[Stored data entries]
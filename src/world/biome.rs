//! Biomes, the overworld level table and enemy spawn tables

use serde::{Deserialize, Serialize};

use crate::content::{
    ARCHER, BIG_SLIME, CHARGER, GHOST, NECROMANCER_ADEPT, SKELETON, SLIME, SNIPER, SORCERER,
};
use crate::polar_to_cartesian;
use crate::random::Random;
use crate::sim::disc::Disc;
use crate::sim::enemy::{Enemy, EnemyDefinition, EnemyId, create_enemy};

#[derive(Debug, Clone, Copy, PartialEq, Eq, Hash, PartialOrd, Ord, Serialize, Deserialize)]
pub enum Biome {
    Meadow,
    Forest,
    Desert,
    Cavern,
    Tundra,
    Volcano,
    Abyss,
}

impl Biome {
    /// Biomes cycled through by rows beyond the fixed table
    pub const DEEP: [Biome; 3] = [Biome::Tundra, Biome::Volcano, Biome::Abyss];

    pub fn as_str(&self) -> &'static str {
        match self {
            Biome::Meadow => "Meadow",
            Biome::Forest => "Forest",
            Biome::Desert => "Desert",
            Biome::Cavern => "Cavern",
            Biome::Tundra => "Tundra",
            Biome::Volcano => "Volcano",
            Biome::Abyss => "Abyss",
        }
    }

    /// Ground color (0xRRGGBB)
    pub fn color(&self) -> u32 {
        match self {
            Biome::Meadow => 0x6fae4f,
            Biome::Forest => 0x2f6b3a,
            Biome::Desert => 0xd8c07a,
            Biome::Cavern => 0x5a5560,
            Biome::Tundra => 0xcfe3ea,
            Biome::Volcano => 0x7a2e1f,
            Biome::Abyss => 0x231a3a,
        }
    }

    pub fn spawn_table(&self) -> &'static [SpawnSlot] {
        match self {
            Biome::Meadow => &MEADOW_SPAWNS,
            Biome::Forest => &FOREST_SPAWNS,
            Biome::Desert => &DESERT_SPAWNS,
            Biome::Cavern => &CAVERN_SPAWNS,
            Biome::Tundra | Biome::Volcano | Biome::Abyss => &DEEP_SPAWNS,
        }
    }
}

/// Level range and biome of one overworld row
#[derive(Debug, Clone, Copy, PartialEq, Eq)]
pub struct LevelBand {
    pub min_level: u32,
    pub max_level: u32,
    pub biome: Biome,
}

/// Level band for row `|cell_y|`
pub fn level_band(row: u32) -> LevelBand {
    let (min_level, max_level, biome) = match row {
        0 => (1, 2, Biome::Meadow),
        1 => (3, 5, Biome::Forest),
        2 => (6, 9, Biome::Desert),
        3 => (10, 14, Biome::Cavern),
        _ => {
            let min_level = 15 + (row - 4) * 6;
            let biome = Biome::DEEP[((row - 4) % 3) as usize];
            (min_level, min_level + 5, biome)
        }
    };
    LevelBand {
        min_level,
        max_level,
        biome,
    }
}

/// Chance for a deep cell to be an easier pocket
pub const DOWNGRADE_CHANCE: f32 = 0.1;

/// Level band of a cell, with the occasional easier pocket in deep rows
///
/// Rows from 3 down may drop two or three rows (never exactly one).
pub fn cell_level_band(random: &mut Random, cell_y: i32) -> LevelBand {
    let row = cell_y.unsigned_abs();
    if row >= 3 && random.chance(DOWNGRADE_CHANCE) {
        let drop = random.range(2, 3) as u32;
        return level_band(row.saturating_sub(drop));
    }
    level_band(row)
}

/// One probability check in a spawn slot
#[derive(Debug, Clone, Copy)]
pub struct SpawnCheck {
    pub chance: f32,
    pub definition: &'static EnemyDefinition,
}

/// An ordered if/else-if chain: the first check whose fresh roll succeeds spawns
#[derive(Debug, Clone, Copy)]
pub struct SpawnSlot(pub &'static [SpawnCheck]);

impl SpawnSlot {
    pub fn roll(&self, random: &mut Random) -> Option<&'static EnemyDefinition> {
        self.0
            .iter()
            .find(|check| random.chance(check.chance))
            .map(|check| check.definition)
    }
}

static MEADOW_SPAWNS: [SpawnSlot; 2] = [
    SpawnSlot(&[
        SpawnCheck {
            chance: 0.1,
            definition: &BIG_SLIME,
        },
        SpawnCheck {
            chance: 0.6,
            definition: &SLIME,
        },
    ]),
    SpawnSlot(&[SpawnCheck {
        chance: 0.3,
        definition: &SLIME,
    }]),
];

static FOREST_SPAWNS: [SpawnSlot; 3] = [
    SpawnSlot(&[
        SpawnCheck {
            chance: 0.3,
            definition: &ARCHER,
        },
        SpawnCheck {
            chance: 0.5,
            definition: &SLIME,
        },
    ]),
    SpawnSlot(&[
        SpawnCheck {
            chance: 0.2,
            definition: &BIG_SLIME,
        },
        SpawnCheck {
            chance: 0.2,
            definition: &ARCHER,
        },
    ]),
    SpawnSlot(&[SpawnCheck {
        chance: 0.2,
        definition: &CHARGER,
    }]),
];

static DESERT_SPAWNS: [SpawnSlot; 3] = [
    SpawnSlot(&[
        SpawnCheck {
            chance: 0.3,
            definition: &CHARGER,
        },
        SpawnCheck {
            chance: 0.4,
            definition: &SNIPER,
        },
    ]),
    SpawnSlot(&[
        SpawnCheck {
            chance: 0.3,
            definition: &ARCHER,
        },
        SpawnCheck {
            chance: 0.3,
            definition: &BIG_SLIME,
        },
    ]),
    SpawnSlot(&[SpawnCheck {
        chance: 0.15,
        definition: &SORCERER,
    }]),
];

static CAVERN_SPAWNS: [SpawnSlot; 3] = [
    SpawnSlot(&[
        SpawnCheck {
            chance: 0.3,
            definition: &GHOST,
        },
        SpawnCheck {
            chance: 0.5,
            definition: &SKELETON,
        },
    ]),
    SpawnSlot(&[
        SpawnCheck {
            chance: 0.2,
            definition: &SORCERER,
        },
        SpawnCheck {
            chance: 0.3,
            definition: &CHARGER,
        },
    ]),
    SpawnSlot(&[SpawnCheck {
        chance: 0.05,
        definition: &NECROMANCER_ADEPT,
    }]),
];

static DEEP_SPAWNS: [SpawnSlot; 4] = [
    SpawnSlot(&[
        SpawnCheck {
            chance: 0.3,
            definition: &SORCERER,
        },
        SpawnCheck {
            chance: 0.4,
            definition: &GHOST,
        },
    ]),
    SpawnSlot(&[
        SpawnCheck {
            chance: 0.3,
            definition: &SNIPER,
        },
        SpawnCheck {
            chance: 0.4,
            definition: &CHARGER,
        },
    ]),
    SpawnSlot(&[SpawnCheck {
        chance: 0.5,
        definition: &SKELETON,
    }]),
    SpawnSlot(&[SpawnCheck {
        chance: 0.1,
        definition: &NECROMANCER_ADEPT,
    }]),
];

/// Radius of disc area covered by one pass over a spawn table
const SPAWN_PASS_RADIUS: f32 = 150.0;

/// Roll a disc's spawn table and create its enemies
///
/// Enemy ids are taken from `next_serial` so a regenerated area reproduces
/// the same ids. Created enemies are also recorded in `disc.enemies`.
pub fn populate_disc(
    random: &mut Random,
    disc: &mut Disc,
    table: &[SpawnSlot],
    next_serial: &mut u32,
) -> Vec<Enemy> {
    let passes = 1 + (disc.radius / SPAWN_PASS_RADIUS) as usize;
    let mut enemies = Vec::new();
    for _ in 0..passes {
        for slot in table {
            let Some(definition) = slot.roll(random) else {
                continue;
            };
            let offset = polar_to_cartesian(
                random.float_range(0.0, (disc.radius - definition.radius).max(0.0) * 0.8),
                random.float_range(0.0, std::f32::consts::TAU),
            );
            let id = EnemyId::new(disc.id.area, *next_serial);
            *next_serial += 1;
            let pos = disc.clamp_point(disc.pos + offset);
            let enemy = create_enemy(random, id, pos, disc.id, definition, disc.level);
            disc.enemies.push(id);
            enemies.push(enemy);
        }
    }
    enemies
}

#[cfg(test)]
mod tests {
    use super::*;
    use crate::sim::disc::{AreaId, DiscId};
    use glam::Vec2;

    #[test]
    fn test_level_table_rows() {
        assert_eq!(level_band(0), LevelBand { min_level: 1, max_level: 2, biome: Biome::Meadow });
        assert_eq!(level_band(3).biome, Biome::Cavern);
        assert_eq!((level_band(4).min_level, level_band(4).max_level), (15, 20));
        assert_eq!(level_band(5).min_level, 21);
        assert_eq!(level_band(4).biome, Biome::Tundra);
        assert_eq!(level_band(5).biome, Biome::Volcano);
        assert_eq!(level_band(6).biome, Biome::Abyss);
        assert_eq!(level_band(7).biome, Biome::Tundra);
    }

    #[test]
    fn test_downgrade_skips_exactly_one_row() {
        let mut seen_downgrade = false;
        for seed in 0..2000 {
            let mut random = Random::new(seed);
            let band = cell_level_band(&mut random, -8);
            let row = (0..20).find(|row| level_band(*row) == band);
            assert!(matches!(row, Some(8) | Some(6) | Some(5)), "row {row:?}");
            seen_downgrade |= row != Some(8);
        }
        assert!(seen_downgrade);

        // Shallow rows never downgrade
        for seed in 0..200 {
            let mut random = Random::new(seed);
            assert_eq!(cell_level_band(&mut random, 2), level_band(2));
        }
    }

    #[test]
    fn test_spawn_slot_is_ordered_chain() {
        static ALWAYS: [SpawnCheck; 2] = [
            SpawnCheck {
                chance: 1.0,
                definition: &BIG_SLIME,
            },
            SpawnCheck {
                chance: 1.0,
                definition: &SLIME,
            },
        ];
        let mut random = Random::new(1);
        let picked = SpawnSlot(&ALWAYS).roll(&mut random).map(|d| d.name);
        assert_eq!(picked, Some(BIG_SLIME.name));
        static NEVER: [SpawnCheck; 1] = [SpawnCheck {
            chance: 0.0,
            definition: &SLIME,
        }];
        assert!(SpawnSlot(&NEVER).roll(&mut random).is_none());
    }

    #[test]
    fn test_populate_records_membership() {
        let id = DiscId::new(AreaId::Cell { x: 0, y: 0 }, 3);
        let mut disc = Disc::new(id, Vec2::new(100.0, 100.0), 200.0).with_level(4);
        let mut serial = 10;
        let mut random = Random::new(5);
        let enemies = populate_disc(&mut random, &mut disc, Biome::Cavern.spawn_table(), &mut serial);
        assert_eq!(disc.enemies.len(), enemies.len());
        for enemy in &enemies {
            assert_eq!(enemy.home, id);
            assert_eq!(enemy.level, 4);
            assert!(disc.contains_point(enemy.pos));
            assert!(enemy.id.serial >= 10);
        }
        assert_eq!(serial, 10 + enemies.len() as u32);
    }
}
...
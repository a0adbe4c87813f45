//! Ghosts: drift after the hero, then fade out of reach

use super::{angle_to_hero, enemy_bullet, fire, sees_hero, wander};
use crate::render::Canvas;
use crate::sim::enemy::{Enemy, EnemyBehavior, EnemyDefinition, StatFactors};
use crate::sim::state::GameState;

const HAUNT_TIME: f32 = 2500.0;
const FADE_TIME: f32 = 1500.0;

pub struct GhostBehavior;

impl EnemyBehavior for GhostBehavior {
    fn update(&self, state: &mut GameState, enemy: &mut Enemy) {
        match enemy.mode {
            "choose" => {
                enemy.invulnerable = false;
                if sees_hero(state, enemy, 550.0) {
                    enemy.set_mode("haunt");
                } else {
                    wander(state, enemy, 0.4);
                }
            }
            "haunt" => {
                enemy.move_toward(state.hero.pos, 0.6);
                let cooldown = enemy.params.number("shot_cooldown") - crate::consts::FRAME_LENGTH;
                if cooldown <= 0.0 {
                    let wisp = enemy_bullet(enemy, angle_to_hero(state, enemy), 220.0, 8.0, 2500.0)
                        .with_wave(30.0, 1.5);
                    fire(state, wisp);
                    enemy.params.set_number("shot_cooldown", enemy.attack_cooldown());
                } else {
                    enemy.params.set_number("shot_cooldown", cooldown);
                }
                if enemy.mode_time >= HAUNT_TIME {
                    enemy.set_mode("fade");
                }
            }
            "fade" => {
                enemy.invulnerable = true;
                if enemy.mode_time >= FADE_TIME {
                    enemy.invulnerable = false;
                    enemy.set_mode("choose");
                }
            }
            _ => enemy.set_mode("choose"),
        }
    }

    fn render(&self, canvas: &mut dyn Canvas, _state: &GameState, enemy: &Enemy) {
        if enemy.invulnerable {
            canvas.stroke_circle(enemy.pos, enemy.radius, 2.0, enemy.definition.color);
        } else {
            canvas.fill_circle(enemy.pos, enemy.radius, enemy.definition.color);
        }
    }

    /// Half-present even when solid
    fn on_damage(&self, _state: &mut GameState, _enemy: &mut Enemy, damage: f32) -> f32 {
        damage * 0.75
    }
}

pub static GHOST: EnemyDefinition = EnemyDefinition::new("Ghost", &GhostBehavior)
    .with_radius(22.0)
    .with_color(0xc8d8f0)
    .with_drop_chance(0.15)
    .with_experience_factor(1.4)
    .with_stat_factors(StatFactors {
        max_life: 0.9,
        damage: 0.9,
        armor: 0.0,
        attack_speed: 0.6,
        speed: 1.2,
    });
==
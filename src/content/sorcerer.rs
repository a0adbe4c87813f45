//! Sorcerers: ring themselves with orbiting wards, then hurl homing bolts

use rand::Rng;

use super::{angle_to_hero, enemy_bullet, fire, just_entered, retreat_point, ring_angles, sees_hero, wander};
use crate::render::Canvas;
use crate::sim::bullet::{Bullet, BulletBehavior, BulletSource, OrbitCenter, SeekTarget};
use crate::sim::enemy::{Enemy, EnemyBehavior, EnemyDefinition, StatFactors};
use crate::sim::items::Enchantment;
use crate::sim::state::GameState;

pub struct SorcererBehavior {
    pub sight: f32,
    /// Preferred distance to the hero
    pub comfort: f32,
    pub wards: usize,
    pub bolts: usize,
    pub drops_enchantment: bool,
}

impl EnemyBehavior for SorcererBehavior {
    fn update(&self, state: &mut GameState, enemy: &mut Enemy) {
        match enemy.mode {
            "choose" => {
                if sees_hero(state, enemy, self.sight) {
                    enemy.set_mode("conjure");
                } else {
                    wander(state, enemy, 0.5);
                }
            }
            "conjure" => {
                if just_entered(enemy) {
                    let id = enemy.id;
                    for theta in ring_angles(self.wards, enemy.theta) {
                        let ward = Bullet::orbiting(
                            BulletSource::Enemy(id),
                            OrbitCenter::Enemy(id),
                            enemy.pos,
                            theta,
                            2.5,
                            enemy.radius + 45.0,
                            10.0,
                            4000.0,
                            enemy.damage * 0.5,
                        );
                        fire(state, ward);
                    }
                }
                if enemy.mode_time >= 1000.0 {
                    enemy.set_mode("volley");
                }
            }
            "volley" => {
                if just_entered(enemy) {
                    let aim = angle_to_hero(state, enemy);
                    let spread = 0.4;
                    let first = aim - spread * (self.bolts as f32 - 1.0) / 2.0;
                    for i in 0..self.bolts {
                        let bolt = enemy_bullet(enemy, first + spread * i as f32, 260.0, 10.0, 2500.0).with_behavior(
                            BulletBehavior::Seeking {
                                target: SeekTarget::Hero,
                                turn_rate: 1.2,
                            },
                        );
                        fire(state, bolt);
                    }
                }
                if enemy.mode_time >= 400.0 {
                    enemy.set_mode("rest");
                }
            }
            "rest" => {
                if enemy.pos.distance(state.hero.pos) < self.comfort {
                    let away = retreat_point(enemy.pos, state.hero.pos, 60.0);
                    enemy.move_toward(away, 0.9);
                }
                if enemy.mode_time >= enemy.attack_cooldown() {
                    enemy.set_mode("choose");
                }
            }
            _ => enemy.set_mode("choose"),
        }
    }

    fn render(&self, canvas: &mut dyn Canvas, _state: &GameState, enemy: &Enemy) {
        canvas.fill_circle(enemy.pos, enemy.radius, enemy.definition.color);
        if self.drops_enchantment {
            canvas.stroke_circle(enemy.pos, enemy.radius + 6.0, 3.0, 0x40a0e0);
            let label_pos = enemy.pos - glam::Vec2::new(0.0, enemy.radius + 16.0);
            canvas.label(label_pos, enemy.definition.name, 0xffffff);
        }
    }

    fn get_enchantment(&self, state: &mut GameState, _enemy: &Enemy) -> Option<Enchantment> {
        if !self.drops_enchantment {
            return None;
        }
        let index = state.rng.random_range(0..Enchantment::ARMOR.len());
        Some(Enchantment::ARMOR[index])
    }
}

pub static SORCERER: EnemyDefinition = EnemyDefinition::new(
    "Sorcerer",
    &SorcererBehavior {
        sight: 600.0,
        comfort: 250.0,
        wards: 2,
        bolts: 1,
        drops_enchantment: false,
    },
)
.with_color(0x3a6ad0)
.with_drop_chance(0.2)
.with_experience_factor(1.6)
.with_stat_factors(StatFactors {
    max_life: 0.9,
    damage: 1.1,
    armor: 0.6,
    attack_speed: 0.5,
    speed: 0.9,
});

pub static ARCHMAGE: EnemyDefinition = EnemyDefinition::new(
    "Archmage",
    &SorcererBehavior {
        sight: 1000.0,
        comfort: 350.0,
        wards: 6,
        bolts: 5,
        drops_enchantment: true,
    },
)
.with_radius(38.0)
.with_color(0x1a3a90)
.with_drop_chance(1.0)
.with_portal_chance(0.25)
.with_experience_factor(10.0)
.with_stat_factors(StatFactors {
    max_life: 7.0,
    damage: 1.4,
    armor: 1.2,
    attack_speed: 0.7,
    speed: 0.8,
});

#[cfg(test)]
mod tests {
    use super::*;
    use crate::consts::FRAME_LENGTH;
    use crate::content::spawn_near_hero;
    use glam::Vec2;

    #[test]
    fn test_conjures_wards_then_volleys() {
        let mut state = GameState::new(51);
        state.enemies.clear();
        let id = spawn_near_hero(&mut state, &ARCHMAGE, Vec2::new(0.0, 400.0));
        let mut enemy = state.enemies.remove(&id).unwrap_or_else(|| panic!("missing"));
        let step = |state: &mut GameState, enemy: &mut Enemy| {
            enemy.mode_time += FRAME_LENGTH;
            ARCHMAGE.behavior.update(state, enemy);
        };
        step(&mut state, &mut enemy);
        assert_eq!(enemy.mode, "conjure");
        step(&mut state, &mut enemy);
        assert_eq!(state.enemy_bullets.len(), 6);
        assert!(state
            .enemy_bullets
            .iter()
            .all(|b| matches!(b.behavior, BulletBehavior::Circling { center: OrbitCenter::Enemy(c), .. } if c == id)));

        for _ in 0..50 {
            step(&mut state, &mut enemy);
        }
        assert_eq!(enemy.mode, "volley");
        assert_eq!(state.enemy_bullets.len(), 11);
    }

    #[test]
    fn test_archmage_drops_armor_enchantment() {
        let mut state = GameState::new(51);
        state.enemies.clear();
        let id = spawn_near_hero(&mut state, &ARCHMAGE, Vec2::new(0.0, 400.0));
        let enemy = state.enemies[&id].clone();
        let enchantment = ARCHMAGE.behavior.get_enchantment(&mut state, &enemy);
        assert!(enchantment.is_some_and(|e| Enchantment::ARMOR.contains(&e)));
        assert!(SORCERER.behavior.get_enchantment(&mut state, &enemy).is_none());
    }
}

## Required action
Write only the number of lines above that contain "usize".

## Answer section
4